Déjà filmé une première fois par Opus Arte au moment de sa création en 2014, ce Don Giovanni de Kasper Holten se déroule dans une vaste demeure labyrinthique où les nombreuses pièces, portes secrètes, escaliers dérobés et antichambres mystérieuses traduisent en images la psyché insaisissable du burlador. C'est du moins ce qu'affirme dans un court documentaire le metteur en scène, qui fait constamment pivoter et se transformer ladite maison dans laquelle évoluent les personnages vêtus de luxueux costumes inspirés des XIXe et XXe siècles. Très présentes tout au long du spectacle, les projections envahissent d'abord tout l'espace scénique de multiples prénoms féminins – les conquêtes du séducteur – puis contribuent à créer des atmosphères le plus souvent sombres, oppressantes, voire glaçantes, comme au cimetière ou dans la scène finale. Assez peu prédateur sexuel, Don Giovanni est ici pourchassé par une Donna Anna avide de baisers et une Zerlina très entreprenante. Dépouillé en outre d'une grande partie de sa morgue, le héros compatit à la mort du Commandeur et s'avère tourmenté par sa conscience comme le prouvent avec éloquence les dernières minutes, où, seul devant des portes et fenêtres closes, il se désespère en entendant la moralité finale qui provient des coulisses. Plutôt attrayante sur le plan scénographique, la vision de Holten nous semble cependant pour le moins réductrice, car elle fait de Don Giovanni un être trop souvent passif et presque pusillanime.

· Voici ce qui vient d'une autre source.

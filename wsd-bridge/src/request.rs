//! Request Builder: turns per-sentence token annotations into the
//! tab-separated request format understood by saldowsd.
//!
//! Per token one six-field row is emitted:
//! `ref, word, _, lemgram, simple_lemgram, senses`. After each sentence a
//! sentinel row `_\t_\t_\t_\t$SENT$\t_` is appended. Multiword-expression
//! tokens (the sense field contains an internal `_` and is longer than one
//! character) have all underscore-bearing sub-entries stripped from the
//! lemgram, simple-lemgram and sense fields before emission.

use crate::annot::{strip_affix, TokenAnnotations, DELIM, PLACEHOLDER, SENT_SEP};
use crate::error::WsdError;

/// Build the full request text for the given sentences.
///
/// Sentences are expected to be non-empty (see
/// [`crate::annot::effective_sentences`]); token indices are checked against
/// the annotation arrays. The result carries no trailing newline.
pub fn build_request(
    sentences: &[Vec<usize>],
    annotations: &TokenAnnotations,
) -> Result<String, WsdError> {
    let mut rows = Vec::new();
    for sentence in sentences {
        for &idx in sentence {
            if idx >= annotations.len() {
                return Err(WsdError::AnnotationMismatch(format!(
                    "token index {idx} out of range for {} tokens",
                    annotations.len()
                )));
            }
            let word = &annotations.word[idx];
            let reference = &annotations.reference[idx];
            let pos = annotations.pos[idx].to_lowercase();

            let mut sense = strip_affix(&annotations.sense[idx]).to_string();
            let mwe = sense.contains('_') && sense.chars().count() > 1;

            let (mut lemgram, mut simple_lemgram) =
                make_lemgram(&annotations.lemgram[idx], word, &pos);

            if mwe {
                lemgram = remove_mwe(&lemgram);
                simple_lemgram = remove_mwe(&simple_lemgram);
                sense = remove_mwe(&sense);
            }

            rows.push(format!(
                "{reference}\t{word}\t{PLACEHOLDER}\t{lemgram}\t{simple_lemgram}\t{sense}"
            ));
        }
        // Sentence separator row.
        rows.push(format!(
            "{PLACEHOLDER}\t{PLACEHOLDER}\t{PLACEHOLDER}\t{PLACEHOLDER}\t{SENT_SEP}\t{PLACEHOLDER}"
        ));
    }
    Ok(rows.join("\n"))
}

/// Derive the lemgram and simple-lemgram request fields.
///
/// The simple lemgram is the set of unique prefixes of each lemgram entry up
/// to its last `.` (first-occurrence order, empty prefixes dropped); when no
/// prefix survives it falls back to `word + ".." + pos`.
fn make_lemgram(lemgram: &str, word: &str, pos: &str) -> (String, String) {
    let lemgram = strip_affix(lemgram).to_string();

    let mut prefixes: Vec<&str> = Vec::new();
    for entry in lemgram.split(DELIM) {
        let prefix = match entry.rfind('.') {
            Some(i) => &entry[..i],
            // No period: drop the final character, which turns the bare
            // placeholder into an empty prefix.
            None => drop_last_char(entry),
        };
        if !prefix.is_empty() && !prefixes.contains(&prefix) {
            prefixes.push(prefix);
        }
    }

    let simple_lemgram = if prefixes.is_empty() {
        format!("{word}..{pos}")
    } else {
        prefixes.join(DELIM)
    };
    (lemgram, simple_lemgram)
}

/// For MWE tokens: drop sub-entries containing an underscore, preferring
/// inflection-table-free, disambiguation-free entries.
fn remove_mwe(field: &str) -> String {
    let kept: Vec<&str> = field.split(DELIM).filter(|e| !e.contains('_')).collect();
    if kept.is_empty() {
        PLACEHOLDER.to_string()
    } else {
        kept.join(DELIM)
    }
}

fn drop_last_char(s: &str) -> &str {
    s.char_indices().last().map_or("", |(i, _)| &s[..i])
}
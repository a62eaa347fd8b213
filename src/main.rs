//! Nevo CLI - run demo evolution against a built-in synthetic fitness
//! function.

// Allow print in the CLI binary
#![allow(clippy::print_stdout, clippy::print_stderr)]

use clap::{Parser, Subcommand};
use indicatif::{ProgressBar, ProgressStyle};
use nevo::complexity::RelativeComplexityRegulation;
use nevo::evaluation::ParallelFunctionEvaluator;
use nevo::evolution::{EvolutionEngine, EvolutionSettings};
use nevo::genome::{AcyclicGenomeBuilder, Activation, Genome, GenomeBuilder, GenomeMetadata};
use nevo::persistence::{load_checkpoint, save_checkpoint};
use nevo::population::{Population, create_seed_population};
use nevo::reproduction::{UniformWeightCrossover, WeightPerturbReproduction};
use nevo::scalar::Scalar;
use nevo::speciation::KMeansSpeciation;
use rand::SeedableRng;
use rand::rngs::SmallRng;
use std::path::PathBuf;
use std::process::ExitCode;
use std::sync::Arc;

/// Nevo - evolving-topology neuroevolution
#[derive(Parser, Debug)]
#[command(name = "nevo")]
#[command(author, version, about, long_about = None)]
struct Args {
    #[command(subcommand)]
    command: Commands,
}

/// Available commands
#[derive(Subcommand, Debug)]
enum Commands {
    /// Run an evolution demo with a synthetic fitness function
    Evolve {
        /// Population size
        #[arg(short, long, default_value = "150")]
        population: usize,

        /// Number of generations to run
        #[arg(short, long, default_value = "200")]
        generations: u32,

        /// Number of species
        #[arg(long, default_value = "10")]
        species: usize,

        /// Input node count
        #[arg(long, default_value = "3")]
        inputs: usize,

        /// Output node count
        #[arg(long, default_value = "2")]
        outputs: usize,

        /// Random seed (default: derived from the system clock)
        #[arg(short, long)]
        seed: Option<u64>,

        /// Save a checkpoint here when the run ends
        #[arg(long)]
        checkpoint: Option<PathBuf>,

        /// Resume from a previously saved checkpoint
        #[arg(long)]
        resume: Option<PathBuf>,

        /// Print per-generation statistics
        #[arg(short, long)]
        verbose: bool,
    },
}

fn main() -> ExitCode {
    let args = Args::parse();

    let result = match args.command {
        Commands::Evolve {
            population,
            generations,
            species,
            inputs,
            outputs,
            seed,
            checkpoint,
            resume,
            verbose,
        } => evolve(
            population,
            generations,
            species,
            inputs,
            outputs,
            seed,
            checkpoint,
            resume,
            verbose,
        ),
    };

    match result {
        Ok(()) => ExitCode::SUCCESS,
        Err(e) => {
            eprintln!("Error: {e}");
            ExitCode::FAILURE
        }
    }
}

/// The demo fitness function: rewards genomes whose mean connection weight
/// approaches half the weight magnitude limit. Entirely synthetic, but it
/// is deterministic, non-negative, and gives selection a smooth gradient
/// to climb without requiring network execution.
fn demo_fitness<W: Scalar>(genome: &Genome<W>) -> f64 {
    let connections = genome.connections();
    if connections.is_empty() {
        return 0.0;
    }
    let target = genome.metadata().max_weight_magnitude() / 2.0;
    // Connection counts stay well within f64's exact integer range
    #[allow(clippy::cast_precision_loss)]
    let mean = connections.weights().iter().map(|w| w.to_f64()).sum::<f64>()
        / connections.len() as f64;
    1.0 / (1.0 + (mean - target).abs())
}

#[allow(clippy::too_many_arguments)]
fn evolve(
    population_size: usize,
    generations: u32,
    species_count: usize,
    inputs: usize,
    outputs: usize,
    seed: Option<u64>,
    checkpoint: Option<PathBuf>,
    resume: Option<PathBuf>,
    verbose: bool,
) -> Result<(), Box<dyn std::error::Error>> {
    let seed = seed.unwrap_or_else(|| {
        std::time::SystemTime::now()
            .duration_since(std::time::UNIX_EPOCH)
            .map(|d| d.as_secs())
            .unwrap_or(42)
    });

    let metadata = Arc::new(GenomeMetadata::acyclic(
        inputs,
        outputs,
        Activation::LeakyReLU,
        5.0,
    ));
    let builder: Arc<dyn GenomeBuilder<f64>> =
        Arc::new(AcyclicGenomeBuilder::new(Arc::clone(&metadata), false));

    let mut rng = SmallRng::seed_from_u64(seed);
    let population: Population<f64> = match &resume {
        Some(path) => {
            println!("Resuming from checkpoint: {}", path.display());
            load_checkpoint(path, Arc::clone(&builder))?
        }
        None => create_seed_population(
            Arc::clone(&metadata),
            Arc::clone(&builder),
            population_size,
            0.5,
            &mut rng,
        ),
    };

    println!("Starting evolution:");
    println!("  Population: {}", population.genomes().len());
    println!("  Species: {species_count}");
    println!("  Network: {inputs} inputs, {outputs} outputs");
    println!("  Seed: {seed}");
    println!();

    let evaluator = ParallelFunctionEvaluator::new(demo_fitness::<f64>, true)
        .with_stop_threshold(0.999);
    let asexual = WeightPerturbReproduction::new(
        Arc::clone(&builder),
        Arc::clone(population.genome_id_seq()),
        Arc::clone(population.generation_seq()),
        0.3,
        0.5,
    );
    let sexual = UniformWeightCrossover::new(
        Arc::clone(&builder),
        Arc::clone(population.genome_id_seq()),
        Arc::clone(population.generation_seq()),
    );

    let settings = EvolutionSettings {
        species_count,
        ..EvolutionSettings::default()
    };

    let mut engine = EvolutionEngine::new(
        settings,
        Box::new(evaluator),
        Box::new(KMeansSpeciation::default()),
        Box::new(RelativeComplexityRegulation::new(30.0, 10)),
        Box::new(asexual),
        Box::new(sexual),
        population,
        SmallRng::seed_from_u64(seed.wrapping_add(1)),
    );

    engine.initialise()?;

    let progress = if verbose {
        ProgressBar::hidden()
    } else {
        let bar = ProgressBar::new(u64::from(generations));
        bar.set_style(
            ProgressStyle::with_template("{bar:40} {pos}/{len} gens  best={msg}")
                .expect("valid progress template"),
        );
        bar
    };

    for _ in 0..generations {
        engine.perform_one_generation()?;

        let stats = engine.population().stats();
        progress.set_message(format!("{:.4}", stats.best_fitness));
        progress.inc(1);
        if verbose {
            eprintln!(
                "Gen {:>5}: best={:.4} mean={:.4} complexity={:.1} species_best={}",
                engine.stats().generation,
                stats.best_fitness,
                stats.mean_fitness,
                stats.mean_complexity,
                stats.best_genome_species_index,
            );
        }
        if engine.stats().stop_condition_satisfied {
            break;
        }
    }
    progress.finish_and_clear();

    let stats = engine.population().stats();
    println!("Evolution complete!");
    println!("  Generations: {}", engine.stats().generation);
    println!("  Best fitness: {:.4}", stats.best_fitness);
    println!("  Mean fitness: {:.4}", stats.mean_fitness);
    println!("  Mean complexity: {:.1}", stats.mean_complexity);
    println!(
        "  Evaluations: {}",
        engine.stats().total_evaluation_count
    );

    if let Some(path) = checkpoint {
        save_checkpoint(engine.population(), &path)?;
        println!("  Checkpoint saved to: {}", path.display());
    }

    Ok(())
}
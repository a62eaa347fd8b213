//! Reproduction operator contracts and the bundled weight-perturbation
//! operator.
//!
//! Structural mutation (add node, add connection, delete connection) and
//! crossover are pluggable collaborators; the engine only depends on the
//! traits here. The bundled asexual operator mutates weights only, which
//! lets it reuse the parent's entire topology — node map, graph and
//! reorder map — instead of rebuilding them, the hot path the genome
//! builder's precomputed-parts overload exists for.

use crate::complexity::ComplexityMode;
use crate::genome::{Genome, GenomeBuilder};
use crate::innovation::IdSequence;
use crate::scalar::Scalar;
use rand::{Rng, RngCore};
use std::fmt::Debug;
use std::sync::Arc;

/// Creates a child genome from a single parent.
pub trait AsexualReproduction<W: Scalar>: Debug + Send + Sync {
    /// Spawn a child genome from `parent`.
    fn create_child(&self, parent: &Genome<W>, rng: &mut dyn RngCore) -> Genome<W>;

    /// Notification that the engine switched complexity regulation mode.
    ///
    /// Operators that balance growing against pruning mutations adjust
    /// their behavior here; the default ignores the change.
    fn notify_complexity_mode(&self, mode: ComplexityMode) {
        let _ = mode;
    }
}

/// Creates a child genome by recombining two parents.
///
/// The engine always passes the fitter parent as `primary`.
pub trait SexualReproduction<W: Scalar>: Debug + Send + Sync {
    /// Spawn a child genome from the two parents.
    fn create_child(
        &self,
        primary: &Genome<W>,
        secondary: &Genome<W>,
        rng: &mut dyn RngCore,
    ) -> Genome<W>;
}

/// Asexual reproduction by weight perturbation.
///
/// Each connection weight is, with the configured probability, displaced
/// by a uniform delta and clamped to the metadata's magnitude limit. The
/// child shares the parent's topology, so the genome is built through the
/// precomputed-parts path without re-running graph analysis.
#[derive(Debug)]
pub struct WeightPerturbReproduction<W: Scalar> {
    builder: Arc<dyn GenomeBuilder<W>>,
    genome_id_seq: Arc<IdSequence>,
    generation_seq: Arc<IdSequence>,
    perturb_probability: f64,
    perturb_magnitude: f64,
}

impl<W: Scalar> WeightPerturbReproduction<W> {
    /// Create the operator.
    ///
    /// `perturb_probability` is the per-weight chance of perturbation;
    /// `perturb_magnitude` bounds the uniform delta applied to a perturbed
    /// weight. The id sequences are shared with the owning population and
    /// engine.
    ///
    /// # Panics
    ///
    /// Panics if `perturb_probability` is outside `[0, 1]` or
    /// `perturb_magnitude` is not positive and finite.
    #[must_use]
    pub fn new(
        builder: Arc<dyn GenomeBuilder<W>>,
        genome_id_seq: Arc<IdSequence>,
        generation_seq: Arc<IdSequence>,
        perturb_probability: f64,
        perturb_magnitude: f64,
    ) -> Self {
        assert!(
            (0.0..=1.0).contains(&perturb_probability),
            "perturb_probability must be in [0, 1]"
        );
        assert!(
            perturb_magnitude.is_finite() && perturb_magnitude > 0.0,
            "perturb_magnitude must be positive and finite"
        );
        Self {
            builder,
            genome_id_seq,
            generation_seq,
            perturb_probability,
            perturb_magnitude,
        }
    }
}

impl<W: Scalar> AsexualReproduction<W> for WeightPerturbReproduction<W> {
    fn create_child(&self, parent: &Genome<W>, rng: &mut dyn RngCore) -> Genome<W> {
        let max_weight = parent.metadata().max_weight_magnitude();
        let mut connections = parent.connections().clone();

        for i in 0..connections.len() {
            if rng.gen_range(0.0..1.0) < self.perturb_probability {
                let delta = rng.gen_range(-self.perturb_magnitude..=self.perturb_magnitude);
                let weight = (connections.weights()[i].to_f64() + delta)
                    .clamp(-max_weight, max_weight);
                connections.set_weight(i, W::from_f64(weight));
            }
        }

        // Topology is unchanged; reuse every derived structure from the
        // parent.
        self.builder.create_from_parts(
            self.genome_id_seq.next_id(),
            self.generation_seq.peek(),
            connections,
            Arc::clone(parent.hidden_node_ids()),
            Arc::clone(parent.node_map()),
            parent.graph().clone(),
            parent.reorder_map().cloned(),
        )
    }
}

/// Recombination by uniform weight crossover.
///
/// The child inherits the primary (fitter) parent's topology. For each
/// connection also present in the secondary parent, the weight is taken
/// from either parent with equal probability; connections only the
/// primary parent has keep its weight. Because the topology is the
/// primary parent's, the child reuses its derived structures.
#[derive(Debug)]
pub struct UniformWeightCrossover<W: Scalar> {
    builder: Arc<dyn GenomeBuilder<W>>,
    genome_id_seq: Arc<IdSequence>,
    generation_seq: Arc<IdSequence>,
}

impl<W: Scalar> UniformWeightCrossover<W> {
    /// Create the operator. The id sequences are shared with the owning
    /// population and engine.
    #[must_use]
    pub fn new(
        builder: Arc<dyn GenomeBuilder<W>>,
        genome_id_seq: Arc<IdSequence>,
        generation_seq: Arc<IdSequence>,
    ) -> Self {
        Self {
            builder,
            genome_id_seq,
            generation_seq,
        }
    }
}

impl<W: Scalar> SexualReproduction<W> for UniformWeightCrossover<W> {
    fn create_child(
        &self,
        primary: &Genome<W>,
        secondary: &Genome<W>,
        rng: &mut dyn RngCore,
    ) -> Genome<W> {
        let mut connections = primary.connections().clone();
        let other = secondary.connections();

        // Both parents' connection sets are sorted by (source, target), so
        // matching genes are found with a single merge walk.
        let mut j = 0;
        for i in 0..connections.len() {
            let (src, tgt, _) = connections.get(i);
            while j < other.len() && (other.source_ids()[j], other.target_ids()[j]) < (src, tgt) {
                j += 1;
            }
            if j < other.len()
                && (other.source_ids()[j], other.target_ids()[j]) == (src, tgt)
                && rng.gen_range(0.0..1.0) < 0.5
            {
                connections.set_weight(i, other.weights()[j]);
            }
        }

        self.builder.create_from_parts(
            self.genome_id_seq.next_id(),
            self.generation_seq.peek(),
            connections,
            Arc::clone(primary.hidden_node_ids()),
            Arc::clone(primary.node_map()),
            primary.graph().clone(),
            primary.reorder_map().cloned(),
        )
    }
}

#[cfg(test)]
mod tests {
    use super::*;
    use crate::genome::{
        AcyclicGenomeBuilder, Activation, ConnectionSet, GenomeGraph, GenomeMetadata,
    };
    use rand::SeedableRng;
    use rand::rngs::SmallRng;

    fn parent_and_operator() -> (Genome<f64>, WeightPerturbReproduction<f64>) {
        let metadata = Arc::new(GenomeMetadata::acyclic(2, 1, Activation::ReLU, 5.0));
        let builder: Arc<dyn GenomeBuilder<f64>> =
            Arc::new(AcyclicGenomeBuilder::new(metadata, true));
        let connections =
            ConnectionSet::from_arrays(vec![0, 1], vec![2, 2], vec![1.0, -1.0]);
        let parent = builder.create(0, 0, connections);
        let operator = WeightPerturbReproduction::new(
            builder,
            Arc::new(IdSequence::new(1)),
            Arc::new(IdSequence::new(3)),
            1.0,
            0.5,
        );
        (parent, operator)
    }

    #[test]
    fn test_child_shares_parent_topology() {
        let (parent, operator) = parent_and_operator();
        let mut rng = SmallRng::seed_from_u64(8);
        let child = operator.create_child(&parent, &mut rng);

        assert_eq!(child.id(), 1);
        assert_eq!(child.birth_generation(), 3);
        let (GenomeGraph::Acyclic(parent_graph), GenomeGraph::Acyclic(child_graph)) =
            (parent.graph(), child.graph())
        else {
            panic!("expected acyclic graphs");
        };
        assert!(Arc::ptr_eq(parent_graph, child_graph));
        assert_eq!(
            child.connections().source_ids(),
            parent.connections().source_ids()
        );
    }

    #[test]
    fn test_crossover_mixes_only_shared_genes() {
        let metadata = Arc::new(GenomeMetadata::acyclic(2, 1, Activation::ReLU, 5.0));
        let builder: Arc<dyn GenomeBuilder<f64>> =
            Arc::new(AcyclicGenomeBuilder::new(metadata, true));

        // Primary has genes (0,2) and (1,2); secondary only (1,2).
        let primary = builder.create(
            0,
            0,
            ConnectionSet::from_arrays(vec![0, 1], vec![2, 2], vec![1.0, 2.0]),
        );
        let secondary = builder.create(
            1,
            0,
            ConnectionSet::from_arrays(vec![1], vec![2], vec![-2.0]),
        );

        let crossover = UniformWeightCrossover::new(
            Arc::clone(&builder),
            Arc::new(IdSequence::new(2)),
            Arc::new(IdSequence::new(1)),
        );

        let mut rng = SmallRng::seed_from_u64(31);
        for _ in 0..50 {
            let child = crossover.create_child(&primary, &secondary, &mut rng);
            // Topology always comes from the primary parent.
            assert_eq!(child.connections().source_ids(), &[0, 1]);
            // The unshared gene keeps the primary weight; the shared gene is
            // one of the two parent weights.
            assert!((child.connections().weights()[0] - 1.0).abs() < f64::EPSILON);
            let shared = child.connections().weights()[1];
            assert!((shared - 2.0).abs() < f64::EPSILON || (shared + 2.0).abs() < f64::EPSILON);
        }
    }

    #[test]
    fn test_weights_perturbed_within_bounds() {
        let (parent, operator) = parent_and_operator();
        let mut rng = SmallRng::seed_from_u64(12);
        let child = operator.create_child(&parent, &mut rng);

        let changed = child
            .connections()
            .weights()
            .iter()
            .zip(parent.connections().weights())
            .any(|(c, p)| (c - p).abs() > f64::EPSILON);
        assert!(changed, "probability 1.0 must perturb every weight");
        assert!(child.connections().weights().iter().all(|w| w.abs() <= 5.0));
        // The parent's own weights are untouched.
        assert!((parent.connections().weights()[0] - 1.0).abs() < f64::EPSILON);
    }
}
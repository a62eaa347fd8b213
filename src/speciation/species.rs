//! Species and per-species statistics.

use crate::genome::Genome;
use crate::scalar::Scalar;
use std::sync::Arc;

/// Derived per-generation statistics for one species.
///
/// Recomputed every generation by the population statistics update and the
/// allocation calculator; sizes refer to the next generation being built.
#[derive(Debug, Clone, Copy, Default)]
pub struct SpeciesStats {
    /// Mean primary fitness over the species' genomes.
    pub mean_fitness: f64,
    /// Fitness-sharing target size before discretization.
    pub target_size_real: f64,
    /// Discretized target size; across all species these sum to the
    /// population target size.
    pub target_size: usize,
    /// Number of fittest genomes preserved unchanged into the next
    /// generation.
    pub elite_size: usize,
    /// Number of fittest genomes eligible for selection as parents.
    pub selection_size: usize,
    /// Number of offspring to create (`target_size - elite_size`).
    pub offspring_count: usize,
    /// Portion of `offspring_count` produced by asexual reproduction.
    pub offspring_asexual_count: usize,
    /// Portion of `offspring_count` produced by recombination.
    pub offspring_recombination_count: usize,
}

/// A cluster of structurally similar genomes.
///
/// Species objects are recreated wholesale whenever full re-speciation
/// runs; between re-speciations the genome list is trimmed, extended and
/// re-sorted in place. The genome list is kept ordered best to worst by
/// fitness, so elite and selection counts address prefixes of it.
#[derive(Debug)]
pub struct Species<W: Scalar> {
    /// Species id, unique within one speciation pass.
    pub id: u32,
    /// Member genomes, ordered best to worst by fitness.
    pub genomes: Vec<Arc<Genome<W>>>,
    /// Derived statistics.
    pub stats: SpeciesStats,
}

impl<W: Scalar> Species<W> {
    /// Create a species over the given members.
    #[must_use]
    pub fn new(id: u32, genomes: Vec<Arc<Genome<W>>>) -> Self {
        Self {
            id,
            genomes,
            stats: SpeciesStats::default(),
        }
    }

    /// Sum of member genome complexities.
    #[must_use]
    pub fn total_complexity(&self) -> f64 {
        self.genomes.iter().map(|g| g.complexity()).sum()
    }

    /// Arithmetic mean of member genome complexities.
    #[must_use]
    #[allow(clippy::cast_precision_loss)] // genome counts fit f64 exactly
    pub fn mean_complexity(&self) -> f64 {
        self.total_complexity() / self.genomes.len() as f64
    }
}
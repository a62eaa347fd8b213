//! Genetic k-means speciation.
//!
//! Clusters genomes by the Euclidean distance between their sparse
//! connection-weight vectors (keyed by (source, target) id pair; absent
//! connections contribute zero). Centroids are seeded from randomly chosen
//! genomes and refined with a fixed number of Lloyd iterations; a cluster
//! emptied by reassignment steals the farthest genome from the largest
//! cluster, so the partition always spans the requested species count.

use crate::genome::Genome;
use crate::scalar::Scalar;
use crate::speciation::{SpeciationStrategy, Species};
use crate::stochastic::shuffled_indices;
use rand::RngCore;
use std::collections::HashMap;
use std::sync::Arc;

/// Sparse connection-weight vector, keyed by connection id pair.
type WeightVector = HashMap<(u32, u32), f64>;

/// K-means clustering over genome connection-weight space.
#[derive(Debug, Clone, Copy)]
pub struct KMeansSpeciation {
    iterations: usize,
}

impl KMeansSpeciation {
    /// Create a strategy running `iterations` refinement passes.
    ///
    /// # Panics
    ///
    /// Panics if `iterations` is zero.
    #[must_use]
    pub fn new(iterations: usize) -> Self {
        assert!(iterations > 0, "iterations must be >= 1");
        Self { iterations }
    }
}

impl Default for KMeansSpeciation {
    fn default() -> Self {
        Self::new(4)
    }
}

impl<W: Scalar> SpeciationStrategy<W> for KMeansSpeciation {
    fn speciate_all(
        &self,
        genomes: &[Arc<Genome<W>>],
        species_count: usize,
        rng: &mut dyn RngCore,
    ) -> Vec<Species<W>> {
        assert!(species_count > 0, "species_count must be >= 1");
        assert!(
            species_count <= genomes.len(),
            "species_count exceeds genome count"
        );

        let vectors: Vec<WeightVector> = genomes.iter().map(|g| weight_vector(g)).collect();

        // Seed centroids from distinct randomly chosen genomes.
        let seed_order = shuffled_indices(genomes.len(), rng);
        let mut centroids: Vec<WeightVector> = seed_order[..species_count]
            .iter()
            .map(|&i| vectors[i].clone())
            .collect();

        let mut clusters: Vec<Vec<usize>> = Vec::new();
        for _ in 0..self.iterations {
            clusters = assign_clusters(&vectors, &centroids, species_count);
            repair_empty_clusters(&mut clusters, &vectors, &centroids);
            for (centroid, members) in centroids.iter_mut().zip(&clusters) {
                *centroid = mean_vector(members.iter().map(|&i| &vectors[i]));
            }
        }

        clusters
            .into_iter()
            .enumerate()
            .map(|(id, members)| {
                Species::new(
                    u32::try_from(id).expect("species count exceeds u32 range"),
                    members.into_iter().map(|i| Arc::clone(&genomes[i])).collect(),
                )
            })
            .collect()
    }

    fn speciate_add(
        &self,
        offspring: &[Arc<Genome<W>>],
        species: &mut [Species<W>],
        _rng: &mut dyn RngCore,
    ) {
        // Assign each new genome to the nearest current centroid; existing
        // memberships are left untouched.
        let centroids: Vec<WeightVector> = species
            .iter()
            .map(|sp| {
                let vectors: Vec<WeightVector> =
                    sp.genomes.iter().map(|g| weight_vector(g)).collect();
                mean_vector(vectors.iter())
            })
            .collect();

        for genome in offspring {
            let vector = weight_vector(genome);
            let nearest = nearest_centroid(&vector, &centroids);
            species[nearest].genomes.push(Arc::clone(genome));
        }
    }
}

/// A genome's connections as a sparse weight vector.
fn weight_vector<W: Scalar>(genome: &Genome<W>) -> WeightVector {
    let connections = genome.connections();
    (0..connections.len())
        .map(|i| {
            let (src, tgt, weight) = connections.get(i);
            ((src, tgt), weight.to_f64())
        })
        .collect()
}

/// Squared Euclidean distance over the union of connection keys.
fn distance_sq(a: &WeightVector, b: &WeightVector) -> f64 {
    let mut total = 0.0;
    for (key, &av) in a {
        let bv = b.get(key).copied().unwrap_or(0.0);
        total += (av - bv) * (av - bv);
    }
    for (key, &bv) in b {
        if !a.contains_key(key) {
            total += bv * bv;
        }
    }
    total
}

/// Element-wise mean of a set of sparse vectors (absent entries are zero).
fn mean_vector<'a, I>(vectors: I) -> WeightVector
where
    I: Iterator<Item = &'a WeightVector>,
{
    let mut sum: WeightVector = HashMap::new();
    let mut count = 0usize;
    for vector in vectors {
        count += 1;
        for (&key, &value) in vector {
            *sum.entry(key).or_insert(0.0) += value;
        }
    }
    if count > 0 {
        // Genome counts stay well within f64's exact integer range
        #[allow(clippy::cast_precision_loss)]
        let divisor = count as f64;
        for value in sum.values_mut() {
            *value /= divisor;
        }
    }
    sum
}

fn nearest_centroid(vector: &WeightVector, centroids: &[WeightVector]) -> usize {
    let mut best = 0;
    let mut best_distance = f64::INFINITY;
    for (i, centroid) in centroids.iter().enumerate() {
        let d = distance_sq(vector, centroid);
        if d < best_distance {
            best_distance = d;
            best = i;
        }
    }
    best
}

fn assign_clusters(
    vectors: &[WeightVector],
    centroids: &[WeightVector],
    species_count: usize,
) -> Vec<Vec<usize>> {
    let mut clusters: Vec<Vec<usize>> = vec![Vec::new(); species_count];
    for (i, vector) in vectors.iter().enumerate() {
        clusters[nearest_centroid(vector, centroids)].push(i);
    }
    clusters
}

/// Give every empty cluster the genome farthest from the centroid of the
/// currently largest cluster.
fn repair_empty_clusters(
    clusters: &mut [Vec<usize>],
    vectors: &[WeightVector],
    centroids: &[WeightVector],
) {
    for empty_idx in 0..clusters.len() {
        if !clusters[empty_idx].is_empty() {
            continue;
        }

        let donor_idx = clusters
            .iter()
            .enumerate()
            .max_by_key(|(_, members)| members.len())
            .map(|(i, _)| i)
            .expect("at least one cluster exists");
        // The donor has at least two members whenever a repair is possible:
        // species_count <= genome count, so some cluster holds a surplus.
        let farthest_pos = clusters[donor_idx]
            .iter()
            .enumerate()
            .max_by(|&(_, &a), &(_, &b)| {
                distance_sq(&vectors[a], &centroids[donor_idx])
                    .total_cmp(&distance_sq(&vectors[b], &centroids[donor_idx]))
            })
            .map(|(pos, _)| pos)
            .expect("donor cluster is non-empty");
        let moved = clusters[donor_idx].swap_remove(farthest_pos);
        clusters[empty_idx].push(moved);
    }
}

Pour conférer une plus grande richesse psychologique au rôle-titre, il aurait fallu un autre interprète qu'Erwin Schrott, qui dégage certes une sensualité débordante, mais qui ne réussit pas à convaincre dans sa quête éperdue de plaisir et de liberté, comme en témoigne par exemple un air du champagne bien peu enivrant. En bonne forme vocale, il ne se montre toutefois pas (fidèle à ses habitudes...) le musicien le plus exact. En dépit d'un grave peu sonore, Roberto Tagliavini est un Leporello de grande classe, à qui l'on reprochera peut-être un jeu trop uniment sérieux et quelques ornementations étonnantes. Seule soliste de la distribution de 2014, Malin Byström est une Donna Anna impétueuse au timbre sombre et dont l'agilité vocale se rit des écueils de l'écriture mozartienne. À ses côtés, Daniel Behle est un modèle de grâce et de distinction en Don Ottavio : doté d'une longueur de souffle remarquable, il atteint à l'extase dans « Dalla sua pace » et « Il mio tesoro ». Particulièrement véhémente, l'Elvira de Myrtò Papatanasiu ne se situe pas sur ces hauteurs en raison d'un vibrato prononcé et d'aigus parfois mal contrôlés. Parfaitement assortie au superbe Masetto de Leon Košavić, Louise Alder est une Zerlina idéale de pureté vocale. En Commandeur, Petros Magoulas compense par son autorité et sa puissance une voix aux couleurs peu homogènes. Dans la fosse du Royal Opera House, Hartmut Haenchen maintient un bel équilibre entre les différentes sections, mais aurait avantage à alléger la pâte orchestrale, à adopter certains rythmes plus allants et à obtenir un meilleur fondu vocal, notamment dans le trio des masques. Autre source de mécontentement : il opère une coupure malencontreuse en enchaînant brutalement le chœur infernal à la morale déjà mentionnée (« Questo è il fin di chi fa mal ! »). Pour toutes ces raisons, et malgré d'indéniables qualités, cette version ne constitue pas un apport indispensable à la vidéographie de Don Giovanni.